L’art du funambule Maillol vu par Jacqueline Salmon

Photographies N°7 spécial danse, mai 1985

La représentation de la figure idéale, de l’enchaînement le plus parfait des pas du danseur, est assurément pour le photographe, l’une des tâches les plus difficiles ; il doit prendre le geste, à son moment optimum, au point précis d’équilibre, qui appelle dans une même image les mouvements passée et ceux à venir.
A cette notion d’équilibre physique, présente par nature dans l’art de la danse, s’est consciemment ajoutée, dans les expérimentations tentées depuis la période expressionniste, celle de l’équilibre psychique et mental, et par là même,venant naturellement, la notion du déséquilibre, qui semble être le premier thème commun aux deux images de Jacqueline Salmon, dans cette pose volontairement floue de la danseuse Catherine Diverres, mais aussi dans l’attitude de la Rivière de Maillol, prête à tomber bientôt de son socle.
En regardant les planches contact de Jacqueline Salmon, et en suivant plan par plan le parcours du photographe autour de son modèle posé dans le jardin des Tuileries, on a la sensation selon que le décor – la façade du musée du Louvre – se rapproche ou s’éloigne, se redresse ou plonge dans la diagonale de l’image, que la statue cherche réellement son équilibre. Les bras et les jambes, dont le danseur se sert d’habitude comme d’une force motrice, semblent n’avoir ici que la seule fonction du balancier,des sortes de contrepoids qui éviteront la chute. En tournant délibérément autour de la statue, le photographe a non seulement inversé les rôles – c’est d’habitude le danseur qui rythme les mouvements- mais aussi l’effet, puisque c’est le photographe, ici, qui paraît être l’élément stable, et semble dicter à son modèle la façon de tourner sur lui-même.

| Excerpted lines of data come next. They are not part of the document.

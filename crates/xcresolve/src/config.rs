//! Configuration file support for xcresolve.
//!
//! An `xcresolve.toml` next to (or above) the working directory persists
//! project settings so they don't have to be passed as flags on every
//! invocation. CLI flags always win over file values.
//!
//! ## Example Configuration
//!
//! ```toml
//! [project]
//! workspace = "Example.xcworkspace"
//! scheme = "Example"
//! configuration = "Release"
//!
//! [signing]
//! export_method = "app-store"
//!
//! [signing.profiles]
//! "tools.example.app" = "match AppStore tools.example.app"
//! ```

use std::collections::BTreeMap;
use std::path::{Path, PathBuf};

use anyhow::{Context, Result};
use serde::{Deserialize, Serialize};

/// The default configuration file name.
pub const CONFIG_FILE_NAME: &str = "xcresolve.toml";

/// Root structure of `xcresolve.toml`.
#[derive(Debug, Clone, Default, Serialize, Deserialize)]
#[serde(default)]
pub struct FileConfig {
    pub project: ProjectSection,
    pub signing: SigningSection,
}

/// Build-container settings.
#[derive(Debug, Clone, Default, Serialize, Deserialize)]
#[serde(default)]
pub struct ProjectSection {
    /// Path to an `.xcodeproj` bundle. Mutually exclusive with `workspace`.
    pub project: Option<PathBuf>,

    /// Path to an `.xcworkspace` bundle. Mutually exclusive with `project`.
    pub workspace: Option<PathBuf>,

    /// Scheme to resolve against; left empty, it is selected at runtime.
    pub scheme: Option<String>,

    /// Build configuration (e.g. "Debug", "Release").
    pub configuration: Option<String>,
}

/// Code-signing settings.
#[derive(Debug, Clone, Default, Serialize, Deserialize)]
#[serde(default)]
pub struct SigningSection {
    /// Distribution channel used to arbitrate profile conflicts
    /// (e.g. "app-store", "ad-hoc").
    pub export_method: Option<String>,

    /// Pre-resolved profile mapping, merged with the one detected from
    /// the project files.
    pub profiles: BTreeMap<String, String>,
}

impl FileConfig {
    /// Loads configuration from the given file.
    pub fn load_from_file(path: &Path) -> Result<Self> {
        let contents = std::fs::read_to_string(path)
            .with_context(|| format!("failed to read config file {}", path.display()))?;
        let config: FileConfig = toml::from_str(&contents)
            .with_context(|| format!("failed to parse config file {}", path.display()))?;
        Ok(config)
    }

    /// Searches for `xcresolve.toml` from `start_dir` upward, stopping at
    /// a repository root (a directory containing `.git`) or the
    /// filesystem root.
    pub fn discover_from(start_dir: &Path) -> Result<Option<(Self, PathBuf)>> {
        let mut current = start_dir.to_path_buf();

        loop {
            let config_path = current.join(CONFIG_FILE_NAME);
            if config_path.is_file() {
                let config = Self::load_from_file(&config_path)?;
                return Ok(Some((config, config_path)));
            }
            if current.join(".git").exists() || !current.pop() {
                break;
            }
        }

        Ok(None)
    }

    /// Discovery starting from the current working directory.
    pub fn discover() -> Result<Option<(Self, PathBuf)>> {
        let cwd = std::env::current_dir().context("failed to get current directory")?;
        Self::discover_from(&cwd)
    }
}
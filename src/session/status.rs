//! ステータス行の表示文字列
//!
//! 表示文字列はセッションの4つのフィールドだけから導出される純粋関数。
//! 整形関数はセッション構築時に注入でき、プロセス全体の状態は持たない。

use serde::{Deserialize, Serialize};
use unicode_width::{UnicodeWidthChar, UnicodeWidthStr};

use crate::search::SearchDirection;

/// ステータス表示に使うセッションのフィールド
#[derive(Debug, Clone, Copy, PartialEq, Eq)]
pub struct StatusFields<'a> {
    pub found: bool,
    pub direction: SearchDirection,
    pub wrapped: bool,
    pub pattern: &'a str,
}

/// 注入可能なステータス整形関数
pub type StatusFormatter = Box<dyn Fn(&StatusFields<'_>) -> String>;

/// ステータス表示のテンプレート
///
/// `{reverse}`, `{wrapped}`, `{pattern}` がプレースホルダー。
#[derive(Debug, Clone, PartialEq, Eq, Serialize, Deserialize)]
#[serde(default, deny_unknown_fields)]
pub struct StatusTemplates {
    /// マッチ成功時
    pub found: String,
    /// マッチ失敗時
    pub not_found: String,
    /// 後方検索の表示
    pub reverse: String,
    /// 折り返し後の表示
    pub wrapped: String,
    /// タブ文字の表示
    pub tab: String,
}

impl Default for StatusTemplates {
    fn default() -> Self {
        Self {
            found: "{reverse}{wrapped}I-search: {pattern}".to_string(),
            not_found: "{reverse}{wrapped}Failing I-search: {pattern}".to_string(),
            reverse: "Reverse ".to_string(),
            wrapped: "Wrapped ".to_string(),
            tab: "<TAB>".to_string(),
        }
    }
}

impl StatusTemplates {
    /// フィールドからステータス文字列を生成
    pub fn render(&self, fields: &StatusFields<'_>) -> String {
        let template = if fields.found {
            &self.found
        } else {
            &self.not_found
        };
        let reverse = if fields.direction.is_forward() {
            ""
        } else {
            self.reverse.as_str()
        };
        let wrapped = if fields.wrapped {
            self.wrapped.as_str()
        } else {
            ""
        };

        expand(
            template,
            &[
                ("reverse", reverse),
                ("wrapped", wrapped),
                ("pattern", fields.pattern),
            ],
        )
    }

    /// テンプレートを整形関数へ変換
    pub fn into_formatter(self) -> StatusFormatter {
        Box::new(move |fields| self.render(fields))
    }
}

/// プレースホルダーを1パスで展開（値の中の `{...}` は再展開しない）
fn expand(template: &str, values: &[(&str, &str)]) -> String {
    let mut out = String::with_capacity(template.len());
    let mut rest = template;

    while let Some(open) = rest.find('{') {
        out.push_str(&rest[..open]);
        let after = &rest[open + 1..];
        let replacement = after.find('}').and_then(|close| {
            let name = &after[..close];
            values
                .iter()
                .find(|(key, _)| *key == name)
                .map(|(_, value)| (close, *value))
        });

        match replacement {
            Some((close, value)) => {
                out.push_str(value);
                rest = &after[close + 1..];
            }
            None => {
                out.push('{');
                rest = after;
            }
        }
    }

    out.push_str(rest);
    out
}

/// タブ文字をステータス行向けの表示へ置換
pub fn escape_tabs(text: &str, tab: &str) -> String {
    text.replace('\t', tab)
}

/// 表示幅が `max_width` を超える場合は末尾を `…` にして切り詰める
pub fn fit_to_width(text: &str, max_width: usize) -> String {
    if text.width() <= max_width {
        return text.to_string();
    }
    if max_width == 0 {
        return String::new();
    }

    let budget = max_width - 1;
    let mut used = 0;
    let mut out = String::new();
    for ch in text.chars() {
        let w = ch.width().unwrap_or(0);
        if used + w > budget {
            break;
        }
        used += w;
        out.push(ch);
    }
    out.push('…');
    out
}
//! 検索モジュール
//!
//! 検索方向・選択範囲などの共通型、マッチャー、セッション履歴を提供

pub mod matcher;
pub mod state;
pub mod types;

pub use matcher::{LiteralMatcher, RegexMatcher, StringMatcher};
pub use state::{SearchState, SessionHistory};
pub use types::{SearchDirection, SearchMatch, SearchStart, Selection};
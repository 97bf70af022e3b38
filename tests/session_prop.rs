//! インクリメンタル検索の巻き戻しに関するプロパティテスト
//!
//! どんな操作列でも、同じ回数だけ削除すれば各時点の状態へ正確に戻ることを確認する。

use altre_isearch::host::TextSurface;
use altre_isearch::{
    IncrementalSearch, IsearchError, SearchDirection, Selection, SessionError, TextBuffer,
};
use proptest::test_runner::Config as ProptestConfig;
use proptest::{prelude::*, prop_oneof};

#[derive(Debug, Clone)]
enum Operation {
    Append(char),
    RepeatForward,
    RepeatBackward,
}

#[derive(Debug, Clone, PartialEq, Eq)]
struct Observed {
    pattern: String,
    selection: Selection,
    found: bool,
    direction: SearchDirection,
    case_sensitive_from: Option<usize>,
    wrap_mark: Option<usize>,
}

fn observe(session: &IncrementalSearch, buffer: &TextBuffer) -> Observed {
    Observed {
        pattern: session.pattern().to_string(),
        selection: buffer.selection(),
        found: session.is_found(),
        direction: session.direction(),
        case_sensitive_from: session.case_sensitive_from(),
        wrap_mark: session.wrap_mark(),
    }
}

fn haystack() -> impl Strategy<Value = String> {
    "[abAB ]{0,24}"
}

fn operation_strategy() -> impl Strategy<Value = Operation> {
    prop_oneof![
        4 => prop::sample::select(vec!['a', 'b', 'A', 'B', ' ']).prop_map(Operation::Append),
        1 => Just(Operation::RepeatForward),
        1 => Just(Operation::RepeatBackward),
    ]
}

proptest! {
    #![proptest_config(ProptestConfig { cases: 128, .. ProptestConfig::default() })]

    #[test]
    fn deletes_unwind_every_operation(
        text in haystack(),
        caret_seed in 0usize..32,
        backward in any::<bool>(),
        ops in proptest::collection::vec(operation_strategy(), 0..16)
    ) {
        let mut buffer = TextBuffer::new(&text);
        buffer.set_caret(caret_seed % (buffer.len_chars() + 1));

        let mut session = IncrementalSearch::new();
        session.set_direction(SearchDirection::from_forward(!backward));
        session.begin_session(&mut buffer).unwrap();

        let mut checkpoints = Vec::new();
        for op in &ops {
            checkpoints.push(observe(&session, &buffer));
            match op {
                Operation::Append(ch) => {
                    session.append_character(&mut buffer, *ch).unwrap();
                }
                Operation::RepeatForward => {
                    session.repeat_search(&mut buffer, SearchDirection::Forward).unwrap();
                }
                Operation::RepeatBackward => {
                    session.repeat_search(&mut buffer, SearchDirection::Backward).unwrap();
                }
            }
        }
        prop_assert_eq!(session.history().depth(), ops.len());

        while let Some(expected) = checkpoints.pop() {
            session.delete_character(&mut buffer).unwrap();
            prop_assert_eq!(observe(&session, &buffer), expected);
        }

        prop_assert!(session.history().is_empty());
        let alerts = buffer.alerts();
        let err = session.delete_character(&mut buffer).unwrap_err();
        prop_assert_eq!(err, IsearchError::Session(SessionError::HistoryEmpty));
        prop_assert_eq!(buffer.alerts(), alerts + 1);
    }

    #[test]
    fn selection_stays_inside_the_text(
        text in haystack(),
        ops in proptest::collection::vec(operation_strategy(), 0..16)
    ) {
        let mut buffer = TextBuffer::new(&text);
        let mut session = IncrementalSearch::new();
        session.begin_session(&mut buffer).unwrap();

        for op in ops {
            match op {
                Operation::Append(ch) => {
                    session.append_character(&mut buffer, ch).unwrap();
                }
                Operation::RepeatForward => {
                    session.repeat_search(&mut buffer, SearchDirection::Forward).unwrap();
                }
                Operation::RepeatBackward => {
                    session.repeat_search(&mut buffer, SearchDirection::Backward).unwrap();
                }
            }
            let selection = buffer.selection();
            prop_assert!(selection.end() <= buffer.len_chars());
            if session.is_found() && !session.pattern().is_empty() {
                prop_assert_eq!(selection.len(), session.pattern().chars().count());
            }
        }
    }
}
//! crossterm イベントの変換
//!
//! 端末フロントエンドが受け取った crossterm のイベントをセッションイベントへ変換する

use crossterm::event::{Event, KeyCode, KeyEvent, KeyEventKind, KeyModifiers, MouseEventKind};
use log::debug;

use super::SearchHost;
use crate::search::SearchDirection;
use crate::session::{
    EventDisposition, IncrementalSearch, KeyInput, Modifiers, MouseAction, NavigationKey,
    SessionEvent,
};

/// crossterm のイベントをセッションイベントへ変換
pub fn translate_event(event: &Event) -> Option<SessionEvent> {
    match event {
        Event::Key(key) => translate_key(key).map(SessionEvent::Key),
        Event::Mouse(mouse) => match mouse.kind {
            MouseEventKind::Down(_) => Some(SessionEvent::Mouse(MouseAction::Press)),
            MouseEventKind::Up(_) => Some(SessionEvent::Mouse(MouseAction::Release)),
            MouseEventKind::ScrollDown
            | MouseEventKind::ScrollUp
            | MouseEventKind::ScrollLeft
            | MouseEventKind::ScrollRight => Some(SessionEvent::ViewportScrolled),
            MouseEventKind::Drag(_) | MouseEventKind::Moved => None,
        },
        Event::FocusGained => Some(SessionEvent::FocusGained),
        Event::FocusLost => Some(SessionEvent::FocusLost),
        Event::Resize(_, _) => Some(SessionEvent::ViewportScrolled),
        _ => None, // ペーストはホスト側でテキスト変更として通知される
    }
}

/// キーイベントを変換（キーリリースは無視）
pub fn translate_key(key: &KeyEvent) -> Option<KeyInput> {
    if key.kind == KeyEventKind::Release {
        return None;
    }

    let input = match key.code {
        KeyCode::Char(ch) => KeyInput::Char {
            ch,
            modifiers: translate_modifiers(key.modifiers),
        },
        KeyCode::Tab => KeyInput::Char {
            ch: '\t',
            modifiers: translate_modifiers(key.modifiers),
        },
        KeyCode::Left => KeyInput::Navigation(NavigationKey::Left),
        KeyCode::Right => KeyInput::Navigation(NavigationKey::Right),
        KeyCode::Home => KeyInput::Navigation(NavigationKey::Home),
        KeyCode::End => KeyInput::Navigation(NavigationKey::End),
        KeyCode::PageUp => KeyInput::Navigation(NavigationKey::PageUp),
        KeyCode::PageDown => KeyInput::Navigation(NavigationKey::PageDown),
        KeyCode::Down => KeyInput::ArrowDown,
        KeyCode::Up => KeyInput::ArrowUp,
        KeyCode::Enter => KeyInput::Enter,
        KeyCode::Esc => KeyInput::Escape,
        KeyCode::Backspace => KeyInput::Backspace,
        KeyCode::Delete => KeyInput::Delete,
        _ => KeyInput::Other,
    };
    Some(input)
}

fn translate_modifiers(modifiers: KeyModifiers) -> Modifiers {
    Modifiers {
        shift: modifiers.contains(KeyModifiers::SHIFT),
        control: modifiers.contains(KeyModifiers::CONTROL),
        alt: modifiers.contains(KeyModifiers::ALT),
        meta: modifiers.intersects(KeyModifiers::META | KeyModifiers::SUPER),
    }
}

/// 検索開始のキー操作か判定し、その方向を返す
///
/// C-s / C-j が前方、C-r / C-S-j が後方。
pub fn begin_gesture(key: &KeyEvent) -> Option<SearchDirection> {
    if key.kind == KeyEventKind::Release || !key.modifiers.contains(KeyModifiers::CONTROL) {
        return None;
    }

    let shift = key.modifiers.contains(KeyModifiers::SHIFT);
    match key.code {
        KeyCode::Char('s') => Some(SearchDirection::Forward),
        KeyCode::Char('r') => Some(SearchDirection::Backward),
        KeyCode::Char('j') if !shift => Some(SearchDirection::Forward),
        KeyCode::Char('j') | KeyCode::Char('J') => Some(SearchDirection::Backward),
        _ => None,
    }
}

/// crossterm のイベントを1件セッションへ配送
///
/// 検索開始のキー操作はセッション開始（またはアクティブ時は繰り返し検索）として扱う。
pub fn dispatch<H: SearchHost>(
    session: &mut IncrementalSearch,
    host: &mut H,
    event: &Event,
) -> EventDisposition {
    if let Event::Key(key) = event {
        if let Some(direction) = begin_gesture(key) {
            let result = if session.is_installed() {
                session.repeat_search(host, direction).map(|_| ())
            } else {
                session.set_direction(direction);
                session.begin_session(host)
            };
            if let Err(err) = result {
                debug!("isearch gesture ignored: {}", err);
                return EventDisposition::PassThrough;
            }
            return EventDisposition::Consumed;
        }
    }

    match translate_event(event) {
        Some(session_event) => session.handle_event(host, session_event),
        None => EventDisposition::PassThrough,
    }
}

#[cfg(test)]
mod tests {
    use super::*;
    use crate::host::{TextBuffer, TextSurface};
    use crate::search::Selection;
    use crossterm::event::{MouseButton, MouseEvent};

    fn key(code: KeyCode, modifiers: KeyModifiers) -> Event {
        Event::Key(KeyEvent::new(code, modifiers))
    }

    #[test]
    fn translates_keys() {
        let shifted = KeyEvent::new(KeyCode::Char('A'), KeyModifiers::SHIFT);
        assert_eq!(
            translate_key(&shifted),
            Some(KeyInput::Char {
                ch: 'A',
                modifiers: Modifiers::SHIFT
            })
        );
        assert_eq!(
            translate_key(&KeyEvent::new(KeyCode::Home, KeyModifiers::NONE)),
            Some(KeyInput::Navigation(NavigationKey::Home))
        );
        assert_eq!(
            translate_key(&KeyEvent::new(KeyCode::F(5), KeyModifiers::NONE)),
            Some(KeyInput::Other)
        );

        let mut release = KeyEvent::new(KeyCode::Char('a'), KeyModifiers::NONE);
        release.kind = KeyEventKind::Release;
        assert_eq!(translate_key(&release), None);
    }

    #[test]
    fn translates_mouse_and_focus() {
        let press = Event::Mouse(MouseEvent {
            kind: MouseEventKind::Down(MouseButton::Left),
            column: 0,
            row: 0,
            modifiers: KeyModifiers::NONE,
        });
        assert_eq!(
            translate_event(&press),
            Some(SessionEvent::Mouse(MouseAction::Press))
        );
        assert_eq!(translate_event(&Event::FocusLost), Some(SessionEvent::FocusLost));
        assert_eq!(
            translate_event(&Event::Resize(80, 24)),
            Some(SessionEvent::ViewportScrolled)
        );
    }

    #[test]
    fn recognises_begin_gestures() {
        let ctrl_s = KeyEvent::new(KeyCode::Char('s'), KeyModifiers::CONTROL);
        let ctrl_r = KeyEvent::new(KeyCode::Char('r'), KeyModifiers::CONTROL);
        let ctrl_shift_j = KeyEvent::new(
            KeyCode::Char('J'),
            KeyModifiers::CONTROL | KeyModifiers::SHIFT,
        );
        let plain_s = KeyEvent::new(KeyCode::Char('s'), KeyModifiers::NONE);

        assert_eq!(begin_gesture(&ctrl_s), Some(SearchDirection::Forward));
        assert_eq!(begin_gesture(&ctrl_r), Some(SearchDirection::Backward));
        assert_eq!(begin_gesture(&ctrl_shift_j), Some(SearchDirection::Backward));
        assert_eq!(begin_gesture(&plain_s), None);
    }

    #[test]
    fn dispatch_drives_a_session() {
        let mut buffer = TextBuffer::new("alpha beta alpha");
        let mut session = IncrementalSearch::new();

        let started = dispatch(
            &mut session,
            &mut buffer,
            &key(KeyCode::Char('s'), KeyModifiers::CONTROL),
        );
        assert!(started.is_consumed());
        assert!(session.is_installed());

        for ch in "alpha".chars() {
            dispatch(
                &mut session,
                &mut buffer,
                &key(KeyCode::Char(ch), KeyModifiers::NONE),
            );
        }
        assert_eq!(buffer.selection(), Selection::new(0, 5));

        dispatch(
            &mut session,
            &mut buffer,
            &key(KeyCode::Char('s'), KeyModifiers::CONTROL),
        );
        assert_eq!(buffer.selection(), Selection::new(11, 5));

        let enter = dispatch(&mut session, &mut buffer, &key(KeyCode::Enter, KeyModifiers::NONE));
        assert!(enter.is_consumed());
        assert!(!session.is_installed());
        assert_eq!(session.previous_pattern(), "alpha");
    }
}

Alors que d’autres images prises d’en dessous, donnent au bronze de Maillol des allures aériennes,ce point de vue choisi semble tirer la statue vers la terre. Mais pourtant, elle résiste, elle tient bon , et se plie, dans un mouvement presque désespéré, tout aussi bien aux règles de l’effort physique du danseur, qu’à celles du sculpteur que Matisse résumait dans un langage parfaitement chorégraphique : « En premier lieu, une figure doit posséder son propre équilibre. » Il n’est qu à faire une transcription du mot « figure » pour éclairer les liens qui unissent les deux images, et qui passent par la photographie.